This paper presents a pure transformer-based approach, dubbed the Multi-Modal
Video Transformer (MM-ViT), for video action recognition. Different from other
schemes which solely utilize the decoded RGB frames, MM-ViT operates
exclusively in the compressed video domain and exploits all readily available
modalities, i.e., I-frames, motion vectors, residuals and audio waveform. In
order to handle the large number of spatiotemporal tokens extracted from
multiple modalities, we develop several scalable model variants which factorize
self-attention across the space, time and modality dimensions.

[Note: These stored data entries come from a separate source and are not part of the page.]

impl PrismaticJoint {
    /// Creates a new prismatic joint from local anchor points and a local
    /// slide axis. The axis is normalized, falling back to the x axis when
    /// degenerate.
    pub fn new(local_anchor_a: Vector, local_anchor_b: Vector, local_axis_a: Vector) -> Self {
        let local_axis_a = local_axis_a.try_normalize().unwrap_or_else(|| {
            log::debug!("prismatic joint slide axis is degenerate, falling back to the x axis");
            Vector::X
        });

        Self {
            local_anchor_a,
            local_anchor_b,
            local_axis_a,
            reference_angle: 0.0,
            enable_limit: false,
            limits: DistanceLimit::ZERO,
            enable_motor: false,
            motor_speed: 0.0,
            max_motor_force: 0.0,
            solver_data: PrismaticJointSolverData::default(),
        }
    }

    /// Creates a new prismatic joint from a world-space anchor and axis,
    /// using the bodies' current relative angle as the rest angle.
    pub fn along_world_axis(
        body_a: &RigidBody,
        body_b: &RigidBody,
        world_anchor: Vector,
        world_axis: Vector,
    ) -> Self {
        Self {
            reference_angle: body_b.rotation.as_radians() - body_a.rotation.as_radians(),
            ..Self::new(
                body_a.local_point(world_anchor),
                body_b.local_point(world_anchor),
                body_a.rotation.inverse() * world_axis,
            )
        }
    }

    /// Enables the translation limit with the given bounds along the axis.
    pub fn with_translation_limits(mut self, min: Scalar, max: Scalar) -> Self {
        self.enable_limit = true;
        self.limits = DistanceLimit::new(min.min(max), max.max(min));
        self.solver_data.lower_impulse = 0.0;
        self.solver_data.upper_impulse = 0.0;
        self
    }

    /// Enables the motor with the given target speed and maximum force.
    pub fn with_motor(mut self, speed: Scalar, max_force: Scalar) -> Self {
        if max_force < 0.0 {
            log::debug!("prismatic joint max motor force {max_force} clamped to 0");
        }
        self.enable_motor = true;
        self.motor_speed = speed;
        self.max_motor_force = max_force.max(0.0);
        self
    }

    /// Returns the force the joint applied during the last solve,
    /// including the motor and limit forces along the axis.
    pub fn reaction_force(&self, inv_dt: Scalar) -> Vector {
        let data = &self.solver_data;
        inv_dt
            * (data.perp * data.impulse.x
                + data.axis * (data.motor_impulse + data.lower_impulse - data.upper_impulse))
    }

    /// Returns the torque the joint applied during the last solve.
    pub fn reaction_torque(&self, inv_dt: Scalar) -> Scalar {
        self.solver_data.impulse.y * inv_dt
    }

    /// The current translation along the slide axis.
    pub fn joint_translation(&self) -> Scalar {
        self.solver_data.translation
    }

    pub(super) fn init_velocity_constraints(
        &mut self,
        body_a: &RigidBody,
        body_b: &RigidBody,
        data: &mut SolverData,
    ) {
        let scratch = &mut self.solver_data;

        scratch.index_a = data.body_index(body_a);
        scratch.index_b = data.body_index(body_b);
        scratch.local_center_a = body_a.local_center;
        scratch.local_center_b = body_b.local_center;
        scratch.inv_mass_a = body_a.inv_mass;
        scratch.inv_mass_b = body_b.inv_mass;
        scratch.inv_i_a = body_a.inv_angular_inertia;
        scratch.inv_i_b = body_b.inv_angular_inertia;

        let c_a = data.positions[scratch.index_a];
        let a_a = data.angles[scratch.index_a];
        let mut v_a = data.linear_velocities[scratch.index_a];
        let mut w_a = data.angular_velocities[scratch.index_a];

        let c_b = data.positions[scratch.index_b];
        let a_b = data.angles[scratch.index_b];
        let mut v_b = data.linear_velocities[scratch.index_b];
        let mut w_b = data.angular_velocities[scratch.index_b];

        let q_a = Rotation::radians(a_a);
        let q_b = Rotation::radians(a_b);

        // Compute the effective masses.
        let r_a = q_a * (self.local_anchor_a - scratch.local_center_a);
        let r_b = q_b * (self.local_anchor_b - scratch.local_center_b);
        let d = c_b - c_a + r_b - r_a;

        let m_a = scratch.inv_mass_a;
        let m_b = scratch.inv_mass_b;
        let i_a = scratch.inv_i_a;
        let i_b = scratch.inv_i_b;

        // Point to line constraint.
        scratch.axis = q_a * self.local_axis_a;
        scratch.a1 = cross(d + r_a, scratch.axis);
        scratch.a2 = cross(r_b, scratch.axis);

        scratch.axial_mass =
            (m_a + m_b + i_a * scratch.a1 * scratch.a1 + i_b * scratch.a2 * scratch.a2)
                .recip_or_zero();

        // Prismatic constraint.
        scratch.perp = cross_scalar(1.0, scratch.axis);
        scratch.s1 = cross(d + r_a, scratch.perp);
        scratch.s2 = cross(r_b, scratch.perp);

        let k11 = m_a + m_b + i_a * scratch.s1 * scratch.s1 + i_b * scratch.s2 * scratch.s2;
        let k12 = i_a * scratch.s1 + i_b * scratch.s2;
        let mut k22 = i_a + i_b;
        if k22 == 0.0 {
            // For bodies with fixed rotation.
            k22 = 1.0;
        }

        scratch.k = Matrix2::from_cols(Vector::new(k11, k12), Vector::new(k12, k22));

        scratch.translation = scratch.axis.dot(d);
        if !self.enable_limit {
            scratch.lower_impulse = 0.0;
            scratch.upper_impulse = 0.0;
        }
        if !self.enable_motor {
            scratch.motor_impulse = 0.0;
        }

        if data.warm_starting {
            // Account for variable time step.
            scratch.impulse *= data.dt_ratio;
            scratch.motor_impulse *= data.dt_ratio;
            scratch.lower_impulse *= data.dt_ratio;
            scratch.upper_impulse *= data.dt_ratio;

            let axial_impulse =
                scratch.motor_impulse + scratch.lower_impulse - scratch.upper_impulse;
            let p = scratch.perp * scratch.impulse.x + scratch.axis * axial_impulse;
            let l_a = scratch.impulse.x * scratch.s1 + scratch.impulse.y + axial_impulse * scratch.a1;
            let l_b = scratch.impulse.x * scratch.s2 + scratch.impulse.y + axial_impulse * scratch.a2;

            v_a -= p * m_a;
            w_a -= i_a * l_a;
            v_b += p * m_b;
            w_b += i_b * l_b;
        } else {
            scratch.impulse = Vector::ZERO;
            scratch.motor_impulse = 0.0;
            scratch.lower_impulse = 0.0;
            scratch.upper_impulse = 0.0;
        }

        data.linear_velocities[scratch.index_a] = v_a;
        data.angular_velocities[scratch.index_a] = w_a;
        data.linear_velocities[scratch.index_b] = v_b;
        data.angular_velocities[scratch.index_b] = w_b;
    }

    pub(super) fn solve_velocity_constraints(&mut self, data: &mut SolverData) {
        let scratch = &mut self.solver_data;

        let mut v_a = data.linear_velocities[scratch.index_a];
        let mut w_a = data.angular_velocities[scratch.index_a];
        let mut v_b = data.linear_velocities[scratch.index_b];
        let mut w_b = data.angular_velocities[scratch.index_b];

        let m_a = scratch.inv_mass_a;
        let m_b = scratch.inv_mass_b;
        let i_a = scratch.inv_i_a;
        let i_b = scratch.inv_i_b;

        // Solve linear motor constraint.
        if self.enable_motor {
            let c_dot = scratch.axis.dot(v_b - v_a) + scratch.a2 * w_b - scratch.a1 * w_a;
            let mut impulse = scratch.axial_mass * (self.motor_speed - c_dot);
            let old_impulse = scratch.motor_impulse;
            let max_impulse = data.frame_time * self.max_motor_force;
            scratch.motor_impulse =
                (scratch.motor_impulse + impulse).clamp(-max_impulse, max_impulse);
            impulse = scratch.motor_impulse - old_impulse;

            let p = scratch.axis * impulse;
            let l_a = impulse * scratch.a1;
            let l_b = impulse * scratch.a2;

            v_a -= p * m_a;
            w_a -= i_a * l_a;
            v_b += p * m_b;
            w_b += i_b * l_b;
        }

        if self.enable_limit {
            // Lower limit
            {
                let c = scratch.translation - self.limits.min;
                let c_dot = scratch.axis.dot(v_b - v_a) + scratch.a2 * w_b - scratch.a1 * w_a;
                let mut impulse = -scratch.axial_mass * (c_dot + c.max(0.0) * data.inv_dt);
                let old_impulse = scratch.lower_impulse;
                scratch.lower_impulse = (scratch.lower_impulse + impulse).max(0.0);
                impulse = scratch.lower_impulse - old_impulse;

                let p = scratch.axis * impulse;
                let l_a = impulse * scratch.a1;
                let l_b = impulse * scratch.a2;

                v_a -= p * m_a;
                w_a -= i_a * l_a;
                v_b += p * m_b;
                w_b += i_b * l_b;
            }

            // Upper limit
            // Note: signs are flipped to keep the impulse positive when the
            // constraint is active.
            {
                let c = self.limits.max - scratch.translation;
                let c_dot = scratch.axis.dot(v_a - v_b) + scratch.a1 * w_a - scratch.a2 * w_b;
                let mut impulse = -scratch.axial_mass * (c_dot + c.max(0.0) * data.inv_dt);
                let old_impulse = scratch.upper_impulse;
                scratch.upper_impulse = (scratch.upper_impulse + impulse).max(0.0);
                impulse = scratch.upper_impulse - old_impulse;

                let p = scratch.axis * impulse;
                let l_a = impulse * scratch.a1;
                let l_b = impulse * scratch.a2;

                v_a += p * m_a;
                w_a += i_a * l_a;
                v_b -= p * m_b;
                w_b -= i_b * l_b;
            }
        }

        // Solve the prismatic constraint in block form.
        {
            let c_dot = Vector::new(
                scratch.perp.dot(v_b - v_a) + scratch.s2 * w_b - scratch.s1 * w_a,
                w_b - w_a,
            );

            let df = -solve22(scratch.k, c_dot);
            scratch.impulse += df;

            let p = scratch.perp * df.x;
            let l_a = df.x * scratch.s1 + df.y;
            let l_b = df.x * scratch.s2 + df.y;

            v_a -= p * m_a;
            w_a -= i_a * l_a;
            v_b += p * m_b;
            w_b += i_b * l_b;
        }

        data.linear_velocities[scratch.index_a] = v_a;
        data.angular_velocities[scratch.index_a] = w_a;
        data.linear_velocities[scratch.index_b] = v_b;
        data.angular_velocities[scratch.index_b] = w_b;
    }

    pub(super) fn solve_position_constraints(&mut self, data: &mut SolverData) -> bool {
        let scratch = &mut self.solver_data;

        let mut c_a = data.positions[scratch.index_a];
        let mut a_a = data.angles[scratch.index_a];
        let mut c_b = data.positions[scratch.index_b];
        let mut a_b = data.angles[scratch.index_b];

        let q_a = Rotation::radians(a_a);
        let q_b = Rotation::radians(a_b);

        let m_a = scratch.inv_mass_a;
        let m_b = scratch.inv_mass_b;
        let i_a = scratch.inv_i_a;
        let i_b = scratch.inv_i_b;

        // Compute fresh Jacobians.
        let r_a = q_a * (self.local_anchor_a - scratch.local_center_a);
        let r_b = q_b * (self.local_anchor_b - scratch.local_center_b);
        let d = c_b + r_b - c_a - r_a;

        let axis = q_a * self.local_axis_a;
        let a1 = cross(d + r_a, axis);
        let a2 = cross(r_b, axis);
        let perp = cross_scalar(1.0, axis);

        let s1 = cross(d + r_a, perp);
        let s2 = cross(r_b, perp);

        let c1 = Vector::new(perp.dot(d), a_b - a_a - self.reference_angle);

        let mut linear_error = c1.x.abs();
        let angular_error = c1.y.abs();

        let mut active = false;
        let mut c2 = 0.0;
        if self.enable_limit {
            let translation = axis.dot(d);
            if (self.limits.max - self.limits.min).abs() < 2.0 * data.linear_slop {
                c2 = translation.clamp(-data.max_linear_correction, data.max_linear_correction);
                linear_error = linear_error.max(translation.abs());
                active = true;
            } else if translation <= self.limits.min {
                c2 = (translation - self.limits.min + data.linear_slop)
                    .clamp(-data.max_linear_correction, 0.0);
                linear_error = linear_error.max(self.limits.min - translation);
                active = true;
            } else if translation >= self.limits.max {
                c2 = (translation - self.limits.max - data.linear_slop)
                    .clamp(0.0, data.max_linear_correction);
                linear_error = linear_error.max(translation - self.limits.max);
                active = true;
            }
        }

        let impulse = if active {
            let k11 = m_a + m_b + i_a * s1 * s1 + i_b * s2 * s2;
            let k12 = i_a * s1 + i_b * s2;
            let k13 = i_a * s1 * a1 + i_b * s2 * a2;
            let mut k22 = i_a + i_b;
            if k22 == 0.0 {
                // For fixed rotation.
                k22 = 1.0;
            }
            let k23 = i_a * a1 + i_b * a2;
            let k33 = m_a + m_b + i_a * a1 * a1 + i_b * a2 * a2;

            let k = SymmetricMatrix3::new(k11, k12, k13, k22, k23, k33);
            k.solve33(-Vector3::new(c1.x, c1.y, c2))
        } else {
            let k11 = m_a + m_b + i_a * s1 * s1 + i_b * s2 * s2;
            let k12 = i_a * s1 + i_b * s2;
            let mut k22 = i_a + i_b;
            if k22 == 0.0 {
                k22 = 1.0;
            }

            let k = Matrix2::from_cols(Vector::new(k11, k12), Vector::new(k12, k22));
            let impulse1 = -solve22(k, c1);
            Vector3::new(impulse1.x, impulse1.y, 0.0)
        };

        let p = perp * impulse.x + axis * impulse.z;
        let l_a = impulse.x * s1 + impulse.y + impulse.z * a1;
        let l_b = impulse.x * s2 + impulse.y + impulse.z * a2;

        c_a -= p * m_a;
        a_a -= i_a * l_a;
        c_b += p * m_b;
        a_b += i_b * l_b;

        data.positions[scratch.index_a] = c_a;
        data.angles[scratch.index_a] = a_a;
        data.positions[scratch.index_b] = c_b;
        data.angles[scratch.index_b] = a_b;

        linear_error <= data.linear_slop && angular_error <= data.angular_slop
    }
}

In addition, to
further explore the rich inter-modal interactions and their effects, we develop
and compare three distinct cross-modal attention mechanisms that can be
seamlessly integrated into the transformer building block. Extensive
experiments on three public action recognition benchmarks (UCF-101,
Something-Something-v2, Kinetics-600) demonstrate that MM-ViT outperforms the
state-of-the-art video transformers in both efficiency and accuracy, and
performs better or equally well to the state-of-the-art CNN counterparts with
computationally-heavy optical flow.

该论文提出了一种基于多模态视频变换器 (MM-ViT) 的纯 Transformer 方法，其能够从压缩视频领域的多个可用模态中获取信息并实现动作识别，采用多个可扩展模型变量来处理来自多个模态的大量空间和时间令牌，进一步探索其丰富的模态间互动和效果，并比较了三种不同的跨模态注意机制。该方法在三个公共的动作识别基准测试（UCF-101，Something-Something-v2，Kinetics-600）上表现出超越现有技术的性能，既高效又精确。